NCBA Supports Credit Union Legislation
On Feb. 22, 2013, National Cooperative Business Association (NCBA) President and CEO Mike Beall sent letters to Capitol Hill to leaders in the House of Representatives in support of three bills that affect credit unions and their ability to serve their members.
NCBA is the oldest and largest national membership association dedicated to ensuring that cooperative businesses, such as credit unions, have the same opportunities as other businesses operating the United States and that consumers have access to cooperatives in the marketplace.
NCBA’s support of the legislation compliments the advocacy efforts of the Credit Union National Association and the National Association of Federal Credit Unions.
Credit Union Small Business Jobs Creation Act (H.R. 688)
The Credit Union Small Business Jobs Creation Act would allow well-capitalized credit unions operating near the business lending cap to increase their business loan offerings to 27.5 percent of total assets, if they receive approval by the National Credit Union Administration.
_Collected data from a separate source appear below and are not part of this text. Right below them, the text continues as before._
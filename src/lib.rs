//! ShowSeeker - Search tv shows and list their episodes
//!
//! This library queries the TVMaze directory for shows matching a search
//! term, renders them as cards, and fetches the episode list of a selected
//! show on demand.
//!
//! # Examples
//!
//! ```no_run
//! use showseeker::{Page, TvMazeDirectory};
//!
//! let mut page = Page::new(TvMazeDirectory::new());
//! page.submit_search("bletchley").unwrap();
//! page.request_episodes(0).unwrap();
//! println!("{}", page);
//! ```

mod page;
mod render;
mod show_directory;

// Re-export error types
pub use page::PageError;
pub use show_directory::DirectoryError;

pub use page::{Notice, Page};
pub use render::{
    EPISODES_TRIGGER_LABEL, EpisodesArea, ShowCard, ShowsList, format_episode_line,
    render_episodes, render_shows,
};
pub use show_directory::{
    DEFAULT_IMAGE_URL, DirectoryConfig, Episode, Show, ShowDirectory, TVMAZE_BASE_URL,
    TvMazeDirectory,
};
/// Data structures and traits for querying a tv show directory.
///
/// This module provides the normalized `Show` and `Episode` records handed to
/// the renderer, as well as the `ShowDirectory` trait implemented by directory
/// backends.
mod tvmaze;
mod tvmaze_types;

pub use tvmaze::{DEFAULT_IMAGE_URL, DirectoryConfig, TVMAZE_BASE_URL, TvMazeDirectory};

use thiserror::Error;

/// Errors that can occur while talking to the show directory.
#[derive(Debug, Error)]
pub enum DirectoryError {
    /// Request to the directory failed or returned a non-success status
    #[error("Request failed: {0}")]
    RequestError(String),

    /// Failed to parse the directory's JSON response
    #[error("Failed to parse API response: {0}")]
    ParseError(String),
}

/// A single show returned by a search query.
#[derive(Debug, Clone, PartialEq, Eq)]
pub struct Show {
    /// Identifier assigned by the directory service
    pub id: u64,
    /// The name of the show
    pub name: String,
    /// Summary of the show, may contain HTML markup
    pub summary: String,
    /// URL of the medium sized poster image
    pub image: String,
}

/// A single episode of a show.
#[derive(Debug, Clone, PartialEq, Eq)]
pub struct Episode {
    /// Identifier assigned by the directory service
    pub id: u64,
    /// The episode title
    pub name: String,
    /// Season label (empty when unknown)
    pub season: String,
    /// Episode number label within the season (empty for specials)
    pub number: String,
}

/// Trait for directories that can search shows and list their episodes.
///
/// Implementors perform exactly one request per call and never retry.
/// Failures are handed back to the caller untouched.
pub trait ShowDirectory {
    /// Searches for shows matching a free-text term.
    ///
    /// The term is passed to the directory as-is, including the empty string.
    ///
    /// # Returns
    ///
    /// The matching shows in the order the directory returned them
    fn search_shows(&self, term: &str) -> Result<Vec<Show>, DirectoryError>;

    /// Fetches all episodes of the show with the given identifier.
    ///
    /// # Returns
    ///
    /// The episodes in the order the directory returned them
    fn fetch_episodes(&self, show_id: u64) -> Result<Vec<Episode>, DirectoryError>;
}

impl<D: ShowDirectory + ?Sized> ShowDirectory for &D {
    fn search_shows(&self, term: &str) -> Result<Vec<Show>, DirectoryError> {
        (**self).search_shows(term)
    }

    fn fetch_episodes(&self, show_id: u64) -> Result<Vec<Episode>, DirectoryError> {
        (**self).fetch_episodes(show_id)
    }
}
The current cap was imposed by Congress in 1998 and limits most credit unions to lending no more than 12.25 percent of their assets to small businesses. Credit unions could lend an additional $13 billion to small businesses, helping them create over 140,000 new jobs in the first year after enactment if Congress increases the statutory cap on credit union business lending.
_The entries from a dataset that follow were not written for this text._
/// TVMaze API response types for deserialization.
///
/// These structures mirror the JSON response format from the TVMaze API.
/// Every field is optional so that incomplete entries can be normalized
/// instead of failing the whole response.
use serde::Deserialize;

/// A single entry from the `/search/shows` endpoint.
#[derive(Debug, Deserialize)]
pub(super) struct TvMazeSearchResult {
    /// The matched show
    pub show: Option<TvMazeShow>,
}

/// Show data nested inside a search result.
#[derive(Debug, Deserialize)]
pub(super) struct TvMazeShow {
    pub id: Option<u64>,
    pub name: Option<String>,
    /// Summary in HTML format (may be null)
    pub summary: Option<String>,
    /// Poster images (null for shows without artwork)
    pub image: Option<TvMazeImage>,
}

/// Image URLs of a show.
#[derive(Debug, Deserialize)]
pub(super) struct TvMazeImage {
    pub medium: Option<String>,
}

/// A single episode from the `/shows/{id}/episodes` endpoint.
#[derive(Debug, Deserialize)]
pub(super) struct TvMazeEpisode {
    pub id: Option<u64>,
    /// Episode title (may be null for episodes without a title)
    pub name: Option<String>,
    pub season: Option<TvMazeLabel>,
    /// Episode number within the season (null for specials)
    pub number: Option<TvMazeLabel>,
}

/// A season or episode number, sent either as a JSON number or a string.
///
/// Any other shape is kept as `Other` so one odd label never rejects the
/// whole episode list.
#[derive(Debug, Deserialize)]
#[serde(untagged)]
pub(super) enum TvMazeLabel {
    Number(u64),
    Text(String),
    Other(serde_json::Value),
}

impl TvMazeLabel {
    pub fn into_text(self) -> String {
        match self {
            TvMazeLabel::Number(n) => n.to_string(),
            TvMazeLabel::Text(s) => s,
            // Negative or fractional numbers still read as numbers
            TvMazeLabel::Other(serde_json::Value::Number(n)) => n.to_string(),
            TvMazeLabel::Other(_) => String::new(),
        }
    }
}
Capital Access for Small businesses and Jobs Act (H.R. 719)
This legislation would modify the definition of credit union net worth to include supplemental forms of capital for credit unions and allow the regulator to develop risk based capital standards for the purposes of prompt corrective action.
Eliminate Privacy Notice Confusion Act (H.R. 749)
The Eliminate Privacy Notice Confusion Act would require a privacy notification be sent to a member or customer when the policy changes, rather than every year—even when nothing may have changed.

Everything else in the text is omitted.